5. An image heating device comprising:
a heating member configured to heat a recording material on which an image is carried;
a pressing roller including a metal core and an elastic layer containing a filler which has an average length of 0.05 mm or more and 1 mm or less and a thermal conductivity of 500 W/(mK) or more,
wherein said elastic layer forms, together with said heating member, a nip in which the recording material is to be nip-conveyed,
wherein in said elastic layer containing the filler, pore portions are dispersed,
wherein the pore portions have an average diameter of 70 μm or less,
wherein said elastic layer contains the filler of 5% or more and 40% or less in volume ratio, and the pore portions are formed with a volume ratio of 1% or more and 10% or less,
wherein a volume ratio of the pore portions is not more than a volume ratio of the filler, and
wherein the total volume ratio of the filler and the pore portions is not less than 10% and not more than 45%.
6. A device according to claim 5, wherein the filler has an orientation degree of 20% or more.
7. A device according to claim 5, wherein the filler is a pitch based carbon fiber.
8. A device according to claim 5, wherein said heating member includes a cylindrical film and a heater.

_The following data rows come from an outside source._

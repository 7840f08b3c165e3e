/*!
 * Directory scanning functionality
 */

use std::fs;
use std::io::ErrorKind;
use std::path;
use std::path::{Path, PathBuf};

use walkdir::WalkDir;

use crate::error::{Result, ScanFsError};
use crate::types::{FileNode, FolderNode, Node};

/// Scanner that builds an in-memory tree of a directory
///
/// Traversal is sequential and depth-first. Each directory is read in a
/// single pass, sorted ascending by entry name with files and folders mixed
/// together. An unreadable subtree degrades to a warning and a partial
/// child list; it never aborts the scan.
pub struct Scanner {
    /// Directory the scan starts from
    target: PathBuf,
}

impl Scanner {
    /// Create a new scanner for the given target directory
    pub fn new<P: Into<PathBuf>>(target: P) -> Self {
        Self {
            target: target.into(),
        }
    }

    /// Scan the target directory and return the node tree
    pub fn scan(&self) -> Result<Node> {
        if !self.target.exists() {
            return Err(ScanFsError::PathNotFound(
                self.target.display().to_string(),
            ));
        }

        Ok(Node::Folder(self.scan_directory(&self.target)))
    }

    /// Scan one directory level and recurse into subdirectories
    ///
    /// `walk_path` is the path as supplied (joined down from the target),
    /// so file nodes keep a relative path when the target was relative,
    /// while folder nodes always store the absolutized path.
    fn scan_directory(&self, walk_path: &Path) -> FolderNode {
        let abs_path = path::absolute(walk_path).unwrap_or_else(|_| walk_path.to_path_buf());
        let name = abs_path
            .file_name()
            .unwrap_or_default()
            .to_string_lossy()
            .to_string();

        let mut children = Vec::new();

        for entry in WalkDir::new(walk_path)
            .min_depth(1)
            .max_depth(1)
            .sort_by_file_name()
        {
            let entry = match entry {
                Ok(entry) => entry,
                Err(e) => {
                    // Keep whatever was enumerated before the failure
                    if e.io_error().map(|io| io.kind()) == Some(ErrorKind::PermissionDenied) {
                        eprintln!("⚠️ Permission denied: {}", walk_path.display());
                    } else {
                        eprintln!("❌ Scan error at {}: {}", walk_path.display(), e);
                    }
                    break;
                }
            };

            let entry_path = walk_path.join(entry.file_name());

            match fs::metadata(&entry_path) {
                Ok(metadata) if metadata.is_dir() => {
                    children.push(Node::Folder(self.scan_directory(&entry_path)));
                }
                Ok(metadata) => {
                    children.push(Node::File(FileNode {
                        name: entry.file_name().to_string_lossy().to_string(),
                        path: entry_path,
                        size: metadata.len(),
                    }));
                }
                Err(e) => {
                    eprintln!("❌ Scan error at {}: {}", entry_path.display(), e);
                    break;
                }
            }
        }

        FolderNode {
            name,
            path: abs_path,
            children,
        }
    }
}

9. A device according to claim 8, wherein the heater is contacted to an inner surface of the film, and the nip is formed between said pressing roller and the film.
10. A device according to claim 5, wherein the pore portions are formed with at least one species of a resin balloon, a glass balloon, a silica balloon, a carbon balloon and Shirasu balloon.